In relation to these aims two hypothesis were formulated:
Hypothesis 1. In general (a) and within each occupational group (b) women will have lower pay expectations than men. This hypothesis stems from previous research showing that women generally have lower self-pay expectations than men (Jackson et al., 1992; Major & Konar, 1984; McFarlin et al., 1989).
Hypothesis 2. Based on previous research job facet importance (Jackson et al., 1992), and social comparison standard (Major & Konar, 1984) are expected to be strong mediators of pay expectation. Furthermore, Desmarais and Curtis (1997) showed that when previous income was salient it strongly influenced estimates of entitlement for work. Hence, current salary is also anticipated to mediate pay expectations.
Method
Procedure and participants. A mail-back questionnaire was sent to 1710 individuals in the labour market. Participants were selected through a stratified random sampling procedure from mailing lists maintained by two labor unions and one larger organization. These sub-samples corresponded to employees in either male-dominated or female-dominated jobs. The national union of metalworkers fulfilled the criterion of male-dominated occupations 500 of their members (250 males) were approached. Based on national statistics (Statistics Sweden, 1998) one trade worker union (Commercial Employee’s Union) was selected to represent female-dominated jobs. Participant from this union will henceforth be called trade workers. Members of this union mainly work as salespersons within a wide range of retail commerce. A total of 400 members (200 males) were sent the questionnaire. Respondents in female-dominated jobs were also chosen from a large local hospital with approximately 15000 employees. From the hospital staff two sub-samples were selected. One consisted of 400 (109 males) untrained nurses and hospital orderlies and the other contained 410 trained nurses (95 males). It should be noted that respondents from the metalworker group, and especially those from the trade worker group, represent a wider variety of occupations than respondents from the groups of untrained and trained nurses.
All three organizations were promised a descriptive report for their cooperation. Single participants did not receive any compensation. After 3 remainders usable questionnaires were obtained from 882 respondents, corresponding to a final response rate of 51.6%.
Data analyses are based on the final sample consisting of 329 males (Age: M = 40.7, SD = 10.61) and 553 females (M = 43.5, SD = 9.70). Male participants reported an average of 14.6 years of full-time job experience in their current occupation (SD = 10.75). The equivalent figure was 16.6 years for females (SD = 9.45).
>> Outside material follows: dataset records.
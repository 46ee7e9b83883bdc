use crate::output::OutputWriter;
use geometa_core::models::ArtifactKind;
use geometa_core::GenerationPlan;
use serde::Serialize;
use std::path::Path;

/// Represents a planned action in dry-run mode
#[derive(Debug, Clone, Serialize)]
pub struct PlannedAction {
    pub action_type: ActionType,
    pub description: String,
    pub details: Vec<String>,
}

/// Types of actions that can be planned
#[derive(Debug, Clone, Copy, PartialEq, Eq, Serialize)]
#[serde(rename_all = "snake_case")]
pub enum ActionType {
    CreateDirectory,
    CreateFile,
    WriteFile,
}

impl PlannedAction {
    /// Create a new planned action
    pub fn new(action_type: ActionType, description: impl Into<String>) -> Self {
        Self {
            action_type,
            description: description.into(),
            details: Vec::new(),
        }
    }

    /// Add a detail to the planned action
    pub fn with_detail(mut self, detail: impl Into<String>) -> Self {
        self.details.push(detail.into());
        self
    }
}

/// Writes one generation run would perform
pub fn generation_actions(dataset: &Path, plan: &GenerationPlan) -> Vec<PlannedAction> {
    let mut actions = Vec::new();

    let dir = plan.paths.directory();
    if !dir.exists() {
        actions.push(PlannedAction::new(
            ActionType::CreateDirectory,
            format!("Create output directory {}", dir.display()),
        ));
    }

    for kind in ArtifactKind::ALL {
        let path = plan.paths.path(kind);
        let action_type = if path.exists() { ActionType::WriteFile } else { ActionType::CreateFile };
        actions.push(
            PlannedAction::new(action_type, format!("Write {} {}", kind, path.display()))
                .with_detail(format!("Dataset: {}", dataset.display()))
                .with_detail(format!("Type: {}", plan.dataset_type)),
        );
    }

    actions
}

/// Display planned actions in dry-run mode
pub fn display_planned_actions(output: &OutputWriter, actions: &[PlannedAction]) -> anyhow::Result<()> {
    if output.is_json() {
        return output.result(serde_json::json!({
            "dry_run": true,
            "planned_actions": actions,
        }));
    }

    output.section("Planned Actions (Dry Run)");
    for (i, action) in actions.iter().enumerate() {
        output.info(format!("{}. {:?}: {}", i + 1, action.action_type, action.description));
        for detail in &action.details {
            output.info(format!("   - {}", detail));
        }
    }
    output.info("No changes were made. Run without --dry-run to execute these actions.");
    Ok(())
}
Questionnaire Job facet importance
Job facet importance was assessed by a set of 15 job characteristics (e.g., having a high salary, having friendly co-workers) identified in previous research (Jackson et al., 1992; Major & Konar, 1984). Respondents rated the importance of each job characteristic on a seven-point rating scale ranging from ”not at all important” to ”very important”.
Social comparison standard
Respondents were asked whom they compared themselves with when they decided what a reasonable pay was for their own work. They were provided with 5 comparison standards. Two items measured high social comparison standard: their superiors or the best paid segment in their profession. One item measured low social comparison standard: the lowest paid segment in their profession. Finally, two items, ”men in my occupation” and ”women in my occupation”, measured gender specific social comparisons. For each item, three response options were provided: “yes”, “no” or “uncertain/don’t know”. In forthcoming analysis “uncertain/don’t know” replies were treated as no comparison.
Pay expectation
Our pay expectation measure differed from measures used in previous research assessing self-pay expectation (e.g., Jackson et al., 1992; Major & Konar, 1984). Since our respondents already received salary, we could not use a straight-forward measure of self-pay expectation such as: ”How much money do you expect to earn your first year working full time” (Major & Konar, 1984). Rather, pay expectations was assessed by 2 items: ”how much do you think persons within your occupation should receive in entry-pay” and ”what is a reasonable salary after 5 years in your occupation”. The measure used is thus henceforth referred to as pay expectation. Answers were provided in Swedish crowns/month before tax.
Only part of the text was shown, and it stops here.